S704: The terminal device performs rendering processing on a three-dimensional scene based on the first rendering parameter and the fifth rendering parameter, and generates a second CGMV based on a first CGMV in a rendering processing process.

For example, the terminal device may input the first rendering parameter and the fifth rendering parameter into a graphics rendering engine (for example, V-Ray, Unreal, or Unity), and the graphics rendering engine performs rendering processing on the three-dimensional scene. In the rendering processing process, the second CGMV is generated based on the first CGMV.

For example, the parsing result may further include the first indication identifier and the second indication identifier. When determining, based on the first indication identifier, that the bitstream includes the encoded data of the second intermediate rendering result, the terminal device may determine the type and the subtype of the second intermediate rendering result based on the second indication identifier. Next, a third intermediate rendering result of another subtype is generated based on the type and the subtype of the second intermediate rendering result in the rendering processing process. The another subtype is a subtype in subtypes included in the type of the second intermediate rendering result other than the subtype corresponding to the second intermediate rendering result.
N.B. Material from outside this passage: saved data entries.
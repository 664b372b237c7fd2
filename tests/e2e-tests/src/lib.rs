// E2E Test Framework for mcp-proxy

pub mod proxy;

pub use proxy::ProxyProcess;

use std::env;
use std::path::{Path, PathBuf};

/// Locate a binary built next to the test executable
fn get_binary_path(name: &str) -> PathBuf {
    let mut path = env::current_exe()
        .expect("Failed to get current exe path")
        .parent()
        .expect("Failed to get parent dir")
        .to_path_buf();

    // If we're in deps/, go up one level
    if path.ends_with("deps") {
        path.pop();
    }

    #[cfg(windows)]
    path.push(format!("{}.exe", name));

    #[cfg(not(windows))]
    path.push(name);

    if !path.exists() {
        panic!("{} binary not found at: {}", name, path.display());
    }

    path
}

/// Get the path to the mcp-proxy binary
pub fn get_proxy_path() -> PathBuf {
    get_binary_path("mcp-proxy")
}

/// Get the path to the TESTEXE (testexe) binary
pub fn get_testexe_path() -> PathBuf {
    get_binary_path("testexe")
}

/// Proxy arguments that run testexe as the target with `artifact` as its
/// artifact path. `testexe_args` are passed through after `--`.
pub fn proxy_args(artifact: &Path, proxy_flags: &[&str], testexe_args: &[String]) -> Vec<String> {
    let mut args = vec![
        "--command".to_string(),
        get_testexe_path().display().to_string(),
        "--artifact-path".to_string(),
        artifact.display().to_string(),
    ];
    args.extend(proxy_flags.iter().map(|s| s.to_string()));
    if !testexe_args.is_empty() {
        args.push("--".to_string());
        args.extend(testexe_args.iter().cloned());
    }
    args
}

/// Non-empty lines of a file, or none if it does not exist
pub fn read_lines(path: &Path) -> Vec<String> {
    std::fs::read_to_string(path)
        .map(|content| {
            content
                .lines()
                .filter(|l| !l.trim().is_empty())
                .map(|l| l.to_string())
                .collect()
        })
        .unwrap_or_default()
}

/// Extract the pid from the "started pid=<pid>" banners on stdout
pub fn banner_pids(stdout: &str) -> Vec<u32> {
    stdout
        .lines()
        .filter_map(|line| line.strip_prefix("started pid="))
        .filter_map(|pid| pid.trim().parse().ok())
        .collect()
}

/// True while a process with `pid` exists
pub fn process_alive(pid: u32) -> bool {
    proxy_process::process_exists(pid).unwrap_or(false)
}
For example, in the embodiment in FIG. 7, when the terminal device determines, based on the second indication identifier, that the type of the first CGMV is the motion vector type and the subtype is the subtype A1, that is, the first CGMV sent by the server is a CGMV of the static object, in the rendering processing process, the graphics rendering engine of the terminal device does not need to generate the CGMV of the static object, but only needs to generate the CGMV of the dynamic object (in this case, the another subtype includes the subtype A2 and the subtype A3). That is, the second CGMV is a CGMV of the dynamic object.

For example, in the embodiment in FIG. 7, when the terminal device determines, based on the second indication identifier, that the type of the first CGMV is the motion vector type and the subtype is the subtype A2 and the subtype A3, that is, the first CGMV sent by the server is a CGMV of the rigid dynamic object and a CGMV of the non-rigid dynamic object, in the rendering processing process, the graphics rendering engine of the terminal device does not need to generate the CGMV of the rigid dynamic object or the CGMV of the non-rigid dynamic object, but only needs to generate the CGMV of the static object (in this case, the another subtype includes the subtype A1). That is, the second CGMV is a CGMV of the static object.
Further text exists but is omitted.